Une nouvelle maladie génétique qui rend la grippe très dangereuse a été découverte

Grippes, gastro-entérite... Chez la grande majorité des enfants, les défenses immunitaires rendent ces maladies bénignes, mais dans de rares cas, ces virus vont entraîner une encéphalite virale sévère. 

Une infirmière examine une jeune patiente dans un hôpital de Pékin, le 11 janvier 2018. 
Une infirmière examine une jeune patiente dans un hôpital de Pékin, le 11 janvier 2018.  (ZHANG YUWEI / XINHUA / AFP)

Quand des maladies bénignes peuvent devenir mortelles. Jeudi 22 mars, des chercheurs ont annoncé avoir découvert un gène dont les mutations peuvent faire dégénérer une simple grippe en une infection potentiellement mortelle. "C'est donc une nouvelle maladie génétique de l'immunité qui a été identifiée", a expliqué dans un communiqué l'institut de recherche génétique parisien Imagine. "Celle-ci se traduit par une vulnérabilité extrême à des infections virales habituellement sans gravité, avec une atteinte précisément localisée au niveau du tronc cérébral", ont-ils ajouté.

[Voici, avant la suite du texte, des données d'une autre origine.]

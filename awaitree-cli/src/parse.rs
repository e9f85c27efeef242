//! 式とアドレスのパース

use anyhow::Result;

/// アドレス文字列をu64にパース
///
/// 16進数（0xプレフィックス付き）または10進数をサポート
pub fn parse_address(s: &str) -> Result<u64> {
    let s = s.trim();

    if let Some(hex) = s.strip_prefix("0x").or_else(|| s.strip_prefix("0X")) {
        u64::from_str_radix(hex, 16)
            .map_err(|e| anyhow::anyhow!("Invalid hexadecimal address '{}': {}", s, e))
    } else {
        s.parse::<u64>()
            .map_err(|e| anyhow::anyhow!("Invalid address '{}': {}", s, e))
    }
}

/// `{<型名>} <アドレス>` 形式の式
#[derive(Debug, Clone, PartialEq, Eq)]
pub struct Expression {
    /// 完全修飾された型名
    pub type_name: String,
    /// 値の先頭アドレス
    pub address: u64,
}

impl Expression {
    /// 式をパースする
    ///
    /// 型名自体が `{async_fn_env#0}` のような波括弧を含むため、対応する閉じ括弧までを型名とします。
    pub fn parse(input: &str) -> Result<Self> {
        let input = input.trim();
        let body = input
            .strip_prefix('{')
            .ok_or_else(|| anyhow::anyhow!("Expected '{{<type>}} <address>', got '{}'", input))?;

        let mut depth = 1usize;
        let mut end = None;
        for (i, c) in body.char_indices() {
            match c {
                '{' => depth += 1,
                '}' => {
                    depth -= 1;
                    if depth == 0 {
                        end = Some(i);
                        break;
                    }
                }
                _ => {}
            }
        }
        let end = end.ok_or_else(|| anyhow::anyhow!("Unbalanced braces in '{}'", input))?;

        let type_name = body[..end].trim();
        if type_name.is_empty() {
            anyhow::bail!("Empty type name in '{}'", input);
        }

        let rest = body[end + 1..].trim();
        if rest.is_empty() {
            anyhow::bail!("Missing address in '{}'", input);
        }

        Ok(Self {
            type_name: type_name.to_string(),
            address: parse_address(rest)?,
        })
    }
}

Le gène en cause, appelé DBR1, nous rend inégaux face à des virus communs dans notre environnement : la grippe, le norovirus (à l'origine de gastro-entérites) et le HSV1 (herpès de type 1). Les chercheurs de l'Institut Imagine et du Rockefeller Institute de New York ont ainsi démontré que chez de rares enfants, une série de mutations de ce gène perturbait la défense contre ces virus. Chez eux, ces virus vont entraîner une complication très grave, une encéphalite virale sévère, infection du tronc cérébral qui est le "siège de plusieurs fonctions vitales".

La découverte va déjà trouver des applications pour la médecine. "Cette avancée permettra d'améliorer le diagnostic, le conseil génétique aux familles et la prise en charge de patients présentant des signes" d'une telle infection, a souligné l'Institut Imagine. La principale auteure de l'article qui décrit cette découverte dans la revue Cell, Shen-Ying Zhang, cherche désormais à "créer et étudier des modèles reproduisant la maladie afin de mieux la prévenir et la soigner", selon son laboratoire.